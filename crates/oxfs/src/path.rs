//! Non-allocating decomposition of `/`-delimited paths.

use alloc::string::ToString;

use crate::error::{FsError, Result};

/// Walks the components of a path. Empty components (a leading `/`,
/// doubled or trailing slashes) are skipped.
#[derive(Debug, Clone)]
pub struct PathIterator<'a> {
    path: &'a str,
    pos: usize,
}

impl<'a> PathIterator<'a> {
    pub fn new(path: &'a str) -> Self {
        Self { path, pos: 0 }
    }

    /// Iterates over at most the first `max_len` bytes of `path`.
    pub fn with_max_len(path: &'a str, max_len: usize) -> Self {
        let mut end = max_len.min(path.len());
        while !path.is_char_boundary(end) {
            end -= 1;
        }
        Self::new(&path[..end])
    }

    /// Bounds of the next non-empty component at or after `from`.
    fn component_at(&self, from: usize) -> Option<(usize, usize)> {
        let rest = self.path.get(from..)?;
        let skipped = rest.len() - rest.trim_start_matches('/').len();
        let start = from + skipped;
        if start >= self.path.len() {
            return None;
        }
        let len = self.path[start..].find('/').unwrap_or(self.path.len() - start);
        Some((start, start + len))
    }

    pub fn has_next(&self) -> bool {
        self.component_at(self.pos).is_some()
    }

    /// Copies the next component into `out`, returning its length, or
    /// `None` once the path is exhausted. Nothing is consumed when `out`
    /// is too small.
    pub fn next_into(&mut self, out: &mut [u8]) -> Result<Option<usize>> {
        let (start, end) = match self.component_at(self.pos) {
            Some(bounds) => bounds,
            None => return Ok(None),
        };
        let component = &self.path.as_bytes()[start..end];
        let dst = out
            .get_mut(..component.len())
            .ok_or_else(|| FsError::InvalidPath(self.path.to_string()))?;
        dst.copy_from_slice(component);
        self.pos = end;
        Ok(Some(component.len()))
    }

    /// Everything up to and including the last `/`, or `None` if the path
    /// has no `/`.
    pub fn dir_path(&self) -> Option<&'a str> {
        let idx = self.path.rfind('/')?;
        Some(&self.path[..=idx])
    }

    /// Everything after the last `/`; the whole path if it has none.
    pub fn file_name(&self) -> &'a str {
        match self.path.rfind('/') {
            Some(idx) => &self.path[idx + 1..],
            None => self.path,
        }
    }
}

impl<'a> Iterator for PathIterator<'a> {
    type Item = &'a str;

    fn next(&mut self) -> Option<&'a str> {
        let (start, end) = self.component_at(self.pos)?;
        self.pos = end;
        Some(&self.path[start..end])
    }
}

/// Splits a path into its parent directory and final component, ignoring
/// trailing slashes. Paths are rooted at `/` whether or not they start
/// with one. Fails when there is no final component.
pub fn split_parent(path: &str) -> Result<(&str, &str)> {
    let trimmed = path.trim_end_matches('/');
    let it = PathIterator::new(trimmed);
    let name = it.file_name();
    if name.is_empty() {
        return Err(FsError::InvalidPath(path.to_string()));
    }
    Ok((it.dir_path().unwrap_or("/"), name))
}

#[cfg(test)]
mod tests {
    use super::*;
    use alloc::vec::Vec;

    fn components(path: &str) -> Vec<&str> {
        PathIterator::new(path).collect()
    }

    #[test]
    fn absolute_and_relative_components() {
        assert_eq!(components("/usr/share/charset.gbag"), ["usr", "share", "charset.gbag"]);
        assert_eq!(components("usr/share/charset.gbag"), ["usr", "share", "charset.gbag"]);
        assert_eq!(components("/usr/share/"), ["usr", "share"]);
        assert_eq!(components("usr/share/"), ["usr", "share"]);
        assert_eq!(components("//a///b"), ["a", "b"]);
        assert!(components("/").is_empty());
        assert!(components("").is_empty());
    }

    #[test]
    fn has_next_peeks() {
        let mut it = PathIterator::new("/usr/");
        assert!(it.has_next());
        assert!(it.has_next());
        assert_eq!(it.next(), Some("usr"));
        assert!(!it.has_next());
        assert_eq!(it.next(), None);
    }

    #[test]
    fn next_into_reports_small_buffers() {
        let mut it = PathIterator::new("/usr/share");
        let mut tiny = [0u8; 3];
        assert_eq!(it.next_into(&mut tiny).unwrap(), Some(3));
        assert_eq!(&tiny, b"usr");
        assert!(matches!(it.next_into(&mut tiny), Err(FsError::InvalidPath(_))));
        let mut buf = [0u8; 16];
        assert_eq!(it.next_into(&mut buf).unwrap(), Some(5));
        assert_eq!(&buf[..5], b"share");
        assert_eq!(it.next_into(&mut buf).unwrap(), None);
    }

    #[test]
    fn dir_path_and_file_name() {
        let it = PathIterator::new("/usr/share/charset.gbag");
        assert_eq!(it.dir_path(), Some("/usr/share/"));
        assert_eq!(it.file_name(), "charset.gbag");

        let it = PathIterator::new("/usr");
        assert_eq!(it.dir_path(), Some("/"));
        assert_eq!(it.file_name(), "usr");

        let it = PathIterator::new("usr");
        assert_eq!(it.dir_path(), None);
        assert_eq!(it.file_name(), "usr");
    }

    #[test]
    fn max_len_truncates_view() {
        let it = PathIterator::with_max_len("/usr/share/charset.gbag", 10);
        assert_eq!(it.collect::<Vec<_>>(), ["usr", "share"]);
        // never splits a multi-byte character
        let it = PathIterator::with_max_len("/é", 2);
        assert!(it.collect::<Vec<_>>().is_empty());
    }

    #[test]
    fn split_parent_handles_trailing_slashes() {
        assert_eq!(split_parent("/a/b/c").unwrap(), ("/a/b/", "c"));
        assert_eq!(split_parent("/a/").unwrap(), ("/", "a"));
        assert_eq!(split_parent("relative").unwrap(), ("/", "relative"));
        assert!(split_parent("/").is_err());
        assert!(split_parent("").is_err());
    }
}
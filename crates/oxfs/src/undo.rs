//! In-memory record of the committed steps of a multi-step operation.
//!
//! Operations that touch several inodes push one [`Step`] per committed
//! write. On failure the steps are handed back newest first so the caller
//! can reverse them; on success the log is simply dropped.

use alloc::string::String;
use alloc::vec::Vec;

#[derive(Debug, Clone, PartialEq, Eq)]
pub enum Step {
    /// A new inode was written.
    Created(u64),
    /// An entry `name` was appended to directory inode `dir`.
    Linked { dir: u64, name: String },
    /// Directory `dir` had its `..` moved from `from` to `to`.
    Reparented { dir: u64, from: u64, to: u64 },
}

#[derive(Debug, Default)]
pub struct UndoLog {
    steps: Vec<Step>,
}

impl UndoLog {
    pub fn new() -> Self {
        Self::default()
    }

    pub fn record(&mut self, step: Step) {
        self.steps.push(step);
    }

    pub fn is_empty(&self) -> bool {
        self.steps.is_empty()
    }

    /// Steps in the order they must be reversed.
    pub fn unwind(self) -> impl Iterator<Item = Step> {
        self.steps.into_iter().rev()
    }
}

#[cfg(test)]
mod tests {
    use super::*;
    use alloc::string::ToString;

    #[test]
    fn unwinds_newest_first() {
        let mut log = UndoLog::new();
        assert!(log.is_empty());
        log.record(Step::Created(120));
        log.record(Step::Linked {
            dir: 2,
            name: "etc".to_string(),
        });
        let steps: Vec<Step> = log.unwind().collect();
        assert_eq!(
            steps,
            [
                Step::Linked {
                    dir: 2,
                    name: "etc".to_string()
                },
                Step::Created(120)
            ]
        );
    }
}
use crate::error::{BiometricError, Result};
use crate::vault::{NumericArray, Template};

/// Coefficients per MFCC frame
pub const MFCC_COEFFS: usize = 13;

/// One time step of spectral coefficients
pub type MfccFrame = [f32; MFCC_COEFFS];

/// Guards against division by zero on constant input
const NORM_EPSILON: f64 = 1e-6;

/// Voice fingerprint: a variable-length sequence of fixed-width MFCC frames,
/// normalized to zero mean and unit variance over the whole matrix
#[derive(Debug, Clone, PartialEq)]
pub struct VoiceTemplate {
    frames: Vec<MfccFrame>,
}

impl VoiceTemplate {
    /// Normalize raw extractor output into a template
    pub fn from_raw(frames: Vec<MfccFrame>) -> Result<Self> {
        if frames.is_empty() {
            return Err(BiometricError::Processing(
                "feature extraction produced no frames".to_string(),
            ));
        }
        if frames.iter().flatten().any(|v| !v.is_finite()) {
            return Err(BiometricError::Processing(
                "features contain non-finite values".to_string(),
            ));
        }

        let count = (frames.len() * MFCC_COEFFS) as f64;
        let mean = frames.iter().flatten().map(|&v| f64::from(v)).sum::<f64>() / count;
        let variance = frames
            .iter()
            .flatten()
            .map(|&v| (f64::from(v) - mean).powi(2))
            .sum::<f64>()
            / count;
        let scale = variance.sqrt() + NORM_EPSILON;

        let frames = frames
            .into_iter()
            .map(|frame| frame.map(|v| ((f64::from(v) - mean) / scale) as f32))
            .collect();

        Ok(Self { frames })
    }

    /// Build from extractor rows, checking the coefficient width
    pub fn from_rows(rows: Vec<Vec<f32>>) -> Result<Self> {
        let frames = rows
            .into_iter()
            .enumerate()
            .map(|(i, row)| {
                let width = row.len();
                MfccFrame::try_from(row).map_err(|_| {
                    BiometricError::Format(format!(
                        "frame {} has {} coefficients, expected {}",
                        i, width, MFCC_COEFFS
                    ))
                })
            })
            .collect::<Result<Vec<_>>>()?;
        Self::from_raw(frames)
    }

    pub fn frames(&self) -> &[MfccFrame] {
        &self.frames
    }

    pub fn len(&self) -> usize {
        self.frames.len()
    }

    pub fn is_empty(&self) -> bool {
        self.frames.is_empty()
    }
}

impl Template for VoiceTemplate {
    fn to_array(&self) -> NumericArray {
        NumericArray::from_f32(
            vec![self.frames.len(), MFCC_COEFFS],
            self.frames.iter().flatten().copied(),
        )
    }

    /// Stored templates are already normalized and are restored as-is
    fn from_array(array: NumericArray) -> Result<Self> {
        let (len, width) = match *array.shape() {
            [len, width] => (len, width),
            ref other => {
                return Err(BiometricError::Format(format!(
                    "voice template rank {}, expected 2",
                    other.len()
                )))
            }
        };
        if width != MFCC_COEFFS || len == 0 {
            return Err(BiometricError::Format(format!(
                "voice template shape [{}, {}], expected [n > 0, {}]",
                len, width, MFCC_COEFFS
            )));
        }

        let values = array.to_f32()?;
        let frames = values
            .chunks_exact(MFCC_COEFFS)
            .map(|chunk| {
                let mut frame = [0.0f32; MFCC_COEFFS];
                frame.copy_from_slice(chunk);
                frame
            })
            .collect();

        Ok(Self { frames })
    }
}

*****

Each line of the entries that contains "trimmed" counts once; state the total as a bare number.

◆ Answer:
2